The Nikkei Average rose 1,655 yen from the low of 26,632 yen on March 16 to the high of 28,287 yen on April 4, but on April 5 it fell 474 yen and on the 6th by 340 yen to 27,427 yen, dropping 814 yen over two days.
Considering that technical indicators were overheated, this pullback can be viewed as a speed adjustment, but given the schedule of upcoming U.S. economic indicators, it cannot be said that the market will continue to advance.
On Monday, April 10, at the start of the week, with the late-week confirmation from the U.S. March employment statistics that labor conditions remained solid, concerns about a slowdown in the U.S. economy receded somewhat, and the index rose to as high as 27,737 yen, up 219 yen, with a close at 27,633 yen, up 115 yen. On Tuesday the 11th, after Bank of Japan Governor Ueda stated at his inaugural press conference that it is appropriate to maintain current monetary policy, the yen weakened by more than 1 yen to the mid-133s per dollar, helping export-related stocks advance. News that Warren Buffett was considering additional investment in Japanese stocks also supported gains, lifting the index to 28,068 yen, up 434 yen intraday, before closing at 27,923 yen, up 289 yen.
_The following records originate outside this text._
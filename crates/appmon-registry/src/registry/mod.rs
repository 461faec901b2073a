//! Generic metric registry and its observer list.
//!
//! One `Monitors<T>` per metric category, all sharing the owning plugin's
//! `ObserverList`. Creating a counter never contends with creating a timer.

mod monitors;
mod observers;

pub use monitors::Monitors;
pub use observers::ObserverList;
Today, Wednesday the 12th, the morning session continued to see a weaker yen and stronger dollar, with buying taking the lead, and the support from Buffett’s hinted additional purchases of Japanese stocks, along with some index futures buying, pushed the gain to 28,114 yen, up 191 yen. The afternoon session remained firm, and the close was at 28,082 yen, up 159 yen.
In the first half of this week, with a weaker yen and Buffett’s hints of additional purchases of Japanese stocks, the index recovered to 28,000 yen, and in the near term there is a tendency to test the 28,287 yen level seen on April 4 (Tuesday). This week features mini-SQ on the 14th (Friday), so some upside could be driven by supply-demand dynamics and futures leadership. However, from here, profit-taking is likely to be more prevalent, and until each U.S. economic indicator is checked one by one, it is hard for the market to move higher. If the market goes higher, it would be in the context of gains in the U.S. Dow Jones and Nasdaq.